_What is required:_ One line at a time, check the entries below for the word "sqlx", and copy each line that has it.

--- START ---

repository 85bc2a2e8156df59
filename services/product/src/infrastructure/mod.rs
//! 基础设施层

pub mod persistence;
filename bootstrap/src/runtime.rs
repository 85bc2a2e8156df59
//! 服务运行时

use std::net::SocketAddr;

use catalog_config::AppConfig;
use catalog_telemetry::{init_metrics, init_tracing, init_tracing_json};
use tokio_util::sync::CancellationToken;
use tracing::{error, info};

/// 初始化服务运行时（tracing + metrics）
pub fn init_runtime(config: &AppConfig) -> Result<(), Box<dyn std::error::Error>> {
    if config.is_production() {
        init_tracing_json(&config.telemetry.log_level);
    } else {
        init_tracing(&config.telemetry.log_level);
    }

    if let Some(port) = config.telemetry.metrics_port {
        let addr: SocketAddr = format!("{}:{}", config.server.host, port).parse()?;
        init_metrics(addr)?;
        info!(%addr, "Prometheus exporter listening");
    }

    info!(
        app_name = %config.app_name,
        app_env = %config.app_env,
        "Runtime initialized"
    );

    Ok(())
}

/// 等待关闭信号，随后取消 `shutdown`，使所有在途请求的存储调用中止
pub async fn shutdown_signal(shutdown: CancellationToken) {
    let ctrl_c = async {
        if let Err(e) = tokio::signal::ctrl_c().await {
            error!("Failed to install Ctrl+C handler: {}", e);
            std::future::pending::<()>().await;
        }
    };

    #[cfg(unix)]
    let terminate = async {
        match tokio::signal::unix::signal(tokio::signal::unix::SignalKind::terminate()) {
            Ok(mut signal) => {
                signal.recv().await;
            }
            Err(e) => {
                error!("Failed to install SIGTERM handler: {}", e);
                std::future::pending::<()>().await;
            }
        }
    };

    #[cfg(not(unix))]
    let terminate = std::future::pending::<()>();

    tokio::select! {
        _ = ctrl_c => {},
        _ = terminate => {},
        _ = shutdown.cancelled() => {},
    }

    info!("Shutdown signal received");
    shutdown.cancel();
}
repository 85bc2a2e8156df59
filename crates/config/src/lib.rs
//! catalog-config - 配置加载库

use std::time::Duration;

use figment::{
    Figment,
    providers::{Env, Format, Toml},
};
use secrecy::Secret;
use serde::Deserialize;
use thiserror::Error;

#[derive(Debug, Error)]
pub enum ConfigError {
    #[error("Failed to load config: {0}")]
    Load(#[from] figment::Error),
}

/// 数据库配置
///
/// `url` 优先；未配置时由 host/port/username/password/dbname/ssl_mode 组装。
#[derive(Debug, Clone, Deserialize)]
pub struct DatabaseConfig {
    pub url: Option<Secret<String>>,
    #[serde(default = "default_db_host")]
    pub host: String,
    #[serde(default = "default_db_port")]
    pub port: u16,
    #[serde(default = "default_db_username")]
    pub username: String,
    pub password: Option<Secret<String>>,
    #[serde(default = "default_db_name")]
    pub dbname: String,
    #[serde(default = "default_ssl_mode")]
    pub ssl_mode: String,
    #[serde(default = "default_max_connections")]
    pub max_connections: u32,
    /// 建立连接及首次 ping 的超时（秒）
    #[serde(default = "default_connect_timeout_secs")]
    pub connect_timeout_secs: u64,
    /// 服务端 statement_timeout（毫秒），0 表示不设置
    #[serde(default)]
    pub statement_timeout_ms: u64,
    /// 启动时是否执行迁移
    #[serde(default = "default_true")]
    pub run_migrations: bool,
}

impl DatabaseConfig {
    pub fn connect_timeout(&self) -> Duration {
        Duration::from_secs(self.connect_timeout_secs)
    }

    pub fn statement_timeout(&self) -> Option<Duration> {
        (self.statement_timeout_ms > 0).then(|| Duration::from_millis(self.statement_timeout_ms))
    }
}

fn default_db_host() -> String {
    "localhost".to_string()
}

fn default_db_port() -> u16 {
    5432
}

fn default_db_username() -> String {
    "postgres".to_string()
}

fn default_db_name() -> String {
    "catalog".to_string()
}

fn default_ssl_mode() -> String {
    "disable".to_string()
}

fn default_max_connections() -> u32 {
    // 开发环境: 10, 生产环境: 50
    match std::env::var("APP_ENV").as_deref() {
        Ok("production") => 50,
        _ => 10,
    }
}

fn default_connect_timeout_secs() -> u64 {
    5
}

fn default_true() -> bool {
    true
}

/// 服务器配置
#[derive(Debug, Clone, Deserialize)]
pub struct ServerConfig {
    pub host: String,
    pub port: u16,
    /// 单次调用的最长处理时间（毫秒），客户端 grpc-timeout 更短时以客户端为准；0 表示不限制
    #[serde(default = "default_request_timeout_ms")]
    pub request_timeout_ms: u64,
}

impl ServerConfig {
    pub fn request_timeout(&self) -> Option<Duration> {
        (self.request_timeout_ms > 0).then(|| Duration::from_millis(self.request_timeout_ms))
    }
}

fn default_request_timeout_ms() -> u64 {
    10_000
}

/// 遥测配置
#[derive(Debug, Clone, Deserialize)]
pub struct TelemetryConfig {
    #[serde(default = "default_log_level")]
    pub log_level: String,
    /// Prometheus 暴露端口，不配置则不启动 exporter
    pub metrics_port: Option<u16>,
}

impl Default for TelemetryConfig {
    fn default() -> Self {
        Self {
            log_level: default_log_level(),
            metrics_port: None,
        }
    }
}

fn default_log_level() -> String {
    "info".to_string()
}

/// 应用配置
#[derive(Debug, Clone, Deserialize)]
pub struct AppConfig {
    pub app_name: String,
    #[serde(default = "default_app_env")]
    pub app_env: String,
    pub database: DatabaseConfig,
    pub server: ServerConfig,
    #[serde(default)]
    pub telemetry: TelemetryConfig,
}

fn default_app_env() -> String {
    "development".to_string()
}

impl AppConfig {
    /// 从配置文件和环境变量加载配置
    ///
    /// 优先级：环境变量 `APP_*`（`__` 分隔层级） > `{env}.toml` > `default.toml`
    pub fn load(config_dir: &str) -> Result<Self, ConfigError> {
        let env = std::env::var("APP_ENV").unwrap_or_else(|_| default_app_env());

        let figment = Figment::new()
            .merge(Toml::file(format!("{}/default.toml", config_dir)))
            .merge(Toml::file(format!("{}/{}.toml", config_dir, env)))
            .merge(Env::prefixed("APP_").split("__"));

        Self::from_figment(figment)
    }

    /// 从已组装好的 Figment 提取配置
    pub fn from_figment(figment: Figment) -> Result<Self, ConfigError> {
        Ok(figment.extract()?)
    }

    /// 是否为生产环境
    pub fn is_production(&self) -> bool {
        self.app_env == "production"
    }

    /// 是否为开发环境
    pub fn is_development(&self) -> bool {
        self.app_env == "development"
    }
}
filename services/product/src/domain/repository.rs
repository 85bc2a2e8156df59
//! 商品仓储接口

use async_trait::async_trait;

use super::{NewProduct, Product, ProductId};
use crate::context::RequestContext;
use crate::error::StoreResult;

/// 商品仓储接口
///
/// 每个操作只执行一条语句、最多影响一行，并受 `ctx` 的截止时间与取消信号约束。
#[cfg_attr(test, mockall::automock)]
#[async_trait]
pub trait ProductRepository: Send + Sync {
    /// 插入一行，返回数据库生成的 id
    async fn create(&self, ctx: &RequestContext, product: &NewProduct) -> StoreResult<ProductId>;

    /// 物理删除；恰好删除一行返回 `true`，没有匹配行返回 `false`
    async fn delete(&self, ctx: &RequestContext, id: ProductId) -> StoreResult<bool>;

    /// 读取完整行；不存在时返回 `StoreError::NotFound`
    async fn fetch(&self, ctx: &RequestContext, id: ProductId) -> StoreResult<Product>;

    /// 列出当前所有 id（维护用途）
    async fn list_ids(&self, ctx: &RequestContext) -> StoreResult<Vec<ProductId>>;
}
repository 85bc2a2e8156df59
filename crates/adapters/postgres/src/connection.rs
//! PostgreSQL 连接管理

use catalog_errors::{AppError, AppResult};
use sqlx::postgres::{PgPool, PgPoolOptions};
use tracing::info;

use crate::PostgresConfig;

/// 创建 PostgreSQL 连接池
///
/// 连接池本身惰性建连，随后在 `connect_timeout` 内完成一次 ping，
/// 确保返回的句柄可用。
pub async fn create_pool(config: &PostgresConfig) -> AppResult<PgPool> {
    let options = config
        .connect_options()
        .map_err(|e| AppError::database(format!("Invalid connection options: {}", e)))?;

    let pool = PgPoolOptions::new()
        .max_connections(config.pool_max)
        .min_connections(config.pool_min)
        .acquire_timeout(config.acquire_timeout)
        .idle_timeout(config.idle_timeout)
        .max_lifetime(config.max_lifetime)
        .connect_lazy_with(options);

    tokio::time::timeout(config.connect_timeout, check_connection(&pool))
        .await
        .map_err(|_| {
            AppError::database(format!(
                "Timed out connecting to {} after {:?}",
                config.target(),
                config.connect_timeout
            ))
        })??;

    info!(
        target_db = %config.target(),
        max_connections = config.pool_max,
        "PostgreSQL connection pool created"
    );

    Ok(pool)
}

/// 检查数据库连接
pub async fn check_connection(pool: &PgPool) -> AppResult<()> {
    sqlx::query("SELECT 1")
        .execute(pool)
        .await
        .map_err(|e| AppError::database(format!("Database health check failed: {}", e)))?;
    Ok(())
}
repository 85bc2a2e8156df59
use std::env;
use std::path::PathBuf;

fn main() -> Result<(), Box<dyn std::error::Error>> {
    let out_dir = PathBuf::from(env::var("OUT_DIR")?);

    let proto_files = &["../../proto/catalog/product/v1/product.proto"];

    tonic_build::configure()
        .build_server(true)
        .build_client(true)
        .file_descriptor_set_path(out_dir.join("product_descriptor.bin"))
        .compile_protos(proto_files, &["../../proto"])?;

    println!("cargo:rerun-if-changed=migrations");

    Ok(())
}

--- END ---

_Task output:_
use sqlx::postgres::{PgPool, PgPoolOptions};
    sqlx::query("SELECT 1")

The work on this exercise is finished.